[DATA TO EXAMINE Boundary: Start]

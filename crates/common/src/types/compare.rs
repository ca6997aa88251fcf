//! Null-aware cross-domain value comparison.
//!
//! `compare` returns `Ok(None)` when either operand is NULL: the pair is
//! incomparable and callers propagate the result as ternary-unknown, never
//! as an error. Mixed signed/unsigned integer comparison is special-cased
//! so that a negative signed value is never cast to unsigned.

use std::cmp::Ordering;
use std::str::FromStr;

use ordered_float::OrderedFloat;
use rust_decimal::prelude::ToPrimitive;
use rust_decimal::Decimal;

use crate::error::{Error, Result};
use crate::types::{DataType, FieldType, Value};

/// Coercion domain an overloaded comparison-like operation is resolved
/// into. One specialized evaluator exists per variant.
#[derive(Debug, Clone, Copy, PartialEq, Eq)]
pub enum CmpDomain {
    SignedInt,
    UnsignedInt,
    MixedInt,
    Float,
    Decimal,
    Bytes,
    Tuple,
}

/// Deduces the single comparison domain of an argument list from the
/// declared types. String arguments win over numeric ones; any float
/// widens the whole comparison to float; integral arguments only split
/// into the all-signed, all-unsigned, and mixed-sign domains.
pub fn deduce_cmp_domain(types: &[&FieldType]) -> CmpDomain {
    if types.iter().any(|ft| ft.data_type == DataType::Tuple) {
        return CmpDomain::Tuple;
    }
    if types.iter().any(|ft| ft.is_stringy()) {
        return CmpDomain::Bytes;
    }
    if types.iter().any(|ft| ft.data_type == DataType::Float64) {
        return CmpDomain::Float;
    }
    if types.iter().any(|ft| ft.data_type == DataType::Decimal) {
        return CmpDomain::Decimal;
    }
    let unsigned = types.iter().filter(|ft| ft.is_unsigned_integral()).count();
    if unsigned == types.len() {
        CmpDomain::UnsignedInt
    } else if unsigned == 0 {
        CmpDomain::SignedInt
    } else {
        CmpDomain::MixedInt
    }
}

/// Compares two values, `Ok(None)` meaning "incomparable due to NULL".
pub fn compare(a: &Value, b: &Value) -> Result<Option<Ordering>> {
    if a.is_null() || b.is_null() {
        return Ok(None);
    }

    let ord = match (a, b) {
        (Value::Int64(x), Value::Int64(y)) => x.cmp(y),
        (Value::UInt64(x), Value::UInt64(y)) => x.cmp(y),
        (Value::Int64(x), Value::UInt64(y)) => cmp_signed_unsigned(*x, *y),
        (Value::UInt64(x), Value::Int64(y)) => cmp_signed_unsigned(*y, *x).reverse(),

        (Value::String(x), Value::String(y)) => x.as_bytes().cmp(y.as_bytes()),
        (Value::String(x), Value::Bytes(y)) => x.as_bytes().cmp(&y[..]),
        (Value::Bytes(x), Value::String(y)) => x[..].cmp(y.as_bytes()),
        (Value::Bytes(x), Value::Bytes(y)) => x.cmp(y),

        // Text vs numeric must resolve before the float widening below:
        // unparseable text falls back to byte order, it never errors.
        (Value::String(x), _) => return cmp_text_numeric(x.as_bytes(), b, false),
        (Value::Bytes(x), _) => return cmp_text_numeric(x, b, false),
        (_, Value::String(y)) => return cmp_text_numeric(y.as_bytes(), a, true),
        (_, Value::Bytes(y)) => return cmp_text_numeric(y, a, true),

        (Value::Float64(_), _) | (_, Value::Float64(_)) => return cmp_as_float(a, b),

        (Value::Decimal(x), Value::Decimal(y)) => parse_decimal(x)?.cmp(&parse_decimal(y)?),
        (Value::Decimal(x), Value::Int64(y)) => parse_decimal(x)?.cmp(&Decimal::from(*y)),
        (Value::Decimal(x), Value::UInt64(y)) => parse_decimal(x)?.cmp(&Decimal::from(*y)),
        (Value::Int64(x), Value::Decimal(y)) => Decimal::from(*x).cmp(&parse_decimal(y)?),
        (Value::UInt64(x), Value::Decimal(y)) => Decimal::from(*x).cmp(&parse_decimal(y)?),

        (Value::Tuple(x), Value::Tuple(y)) => return cmp_tuples(x, y),

        _ => {
            return Err(Error::type_mismatch(
                a.data_type().to_string(),
                b.data_type().to_string(),
            ))
        }
    };
    Ok(Some(ord))
}

/// Signed vs unsigned without truncation: a negative signed value is
/// smaller than every unsigned value, otherwise both fit in u64.
fn cmp_signed_unsigned(signed: i64, unsigned: u64) -> Ordering {
    if signed < 0 {
        Ordering::Less
    } else {
        (signed as u64).cmp(&unsigned)
    }
}

/// Widens both sides to f64. Precision loss on large 64-bit integers is
/// the documented semantics of float-domain comparison.
fn cmp_as_float(a: &Value, b: &Value) -> Result<Option<Ordering>> {
    let x = value_to_f64(a)?;
    let y = value_to_f64(b)?;
    Ok(Some(OrderedFloat(x).cmp(&OrderedFloat(y))))
}

fn value_to_f64(v: &Value) -> Result<f64> {
    if let Some(f) = v.as_f64() {
        return Ok(f);
    }
    match v {
        Value::Decimal(d) => parse_decimal(d)?
            .to_f64()
            .ok_or_else(|| Error::invalid_decimal(d.clone())),
        other => Err(Error::type_mismatch(
            "FLOAT64",
            other.data_type().to_string(),
        )),
    }
}

/// Text against a numeric operand. If the text parses cleanly in the
/// numeric side's domain the comparison is numeric; otherwise the numeric
/// side is rendered in its canonical text form and the comparison falls
/// back to byte order. `flipped` restores the caller's operand order.
fn cmp_text_numeric(raw: &[u8], numeric: &Value, flipped: bool) -> Result<Option<Ordering>> {
    let s = String::from_utf8_lossy(raw);
    let parsed = match numeric {
        Value::Int64(y) => s.trim().parse::<i64>().ok().map(|x| x.cmp(y)),
        Value::UInt64(y) => s.trim().parse::<u64>().ok().map(|x| x.cmp(y)),
        Value::Float64(y) => s
            .trim()
            .parse::<f64>()
            .ok()
            .map(|x| OrderedFloat(x).cmp(y)),
        Value::Decimal(y) => match Decimal::from_str(s.trim()) {
            Ok(x) => Some(x.cmp(&parse_decimal(y)?)),
            Err(_) => None,
        },
        other => {
            return Err(Error::type_mismatch(
                "numeric",
                other.data_type().to_string(),
            ))
        }
    };
    let ord = match parsed {
        Some(ord) => ord,
        None => raw.cmp(numeric.to_text().as_bytes()),
    };
    Ok(Some(if flipped { ord.reverse() } else { ord }))
}

/// Element-wise tuple comparison. A null-incomparable element seen before
/// any deciding element makes the whole pair incomparable.
fn cmp_tuples(a: &[Value], b: &[Value]) -> Result<Option<Ordering>> {
    if a.len() != b.len() {
        return Err(Error::type_mismatch(
            format!("TUPLE of {}", a.len()),
            format!("TUPLE of {}", b.len()),
        ));
    }
    for (x, y) in a.iter().zip(b.iter()) {
        match compare(x, y)? {
            None => return Ok(None),
            Some(Ordering::Equal) => continue,
            Some(ord) => return Ok(Some(ord)),
        }
    }
    Ok(Some(Ordering::Equal))
}

fn parse_decimal(text: &str) -> Result<Decimal> {
    Decimal::from_str(text.trim()).map_err(|_| Error::invalid_decimal(text))
}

[DATA TO EXAMINE Boundary: End]

→ **WORK ITEM**: Look above for the line with "cast to unsigned." and the line with "and mixed-sign domains.". Write out those two lines and all the lines between them, exactly, and no others.

→ **SOLUTION TO THIS PROBLEM**:
//! so that a negative signed value is never cast to unsigned.

use std::cmp::Ordering;
use std::str::FromStr;

use ordered_float::OrderedFloat;
use rust_decimal::prelude::ToPrimitive;
use rust_decimal::Decimal;

use crate::error::{Error, Result};
use crate::types::{DataType, FieldType, Value};

/// Coercion domain an overloaded comparison-like operation is resolved
/// into. One specialized evaluator exists per variant.
#[derive(Debug, Clone, Copy, PartialEq, Eq)]
pub enum CmpDomain {
    SignedInt,
    UnsignedInt,
    MixedInt,
    Float,
    Decimal,
    Bytes,
    Tuple,
}

/// Deduces the single comparison domain of an argument list from the
/// declared types. String arguments win over numeric ones; any float
/// widens the whole comparison to float; integral arguments only split
/// into the all-signed, all-unsigned, and mixed-sign domains.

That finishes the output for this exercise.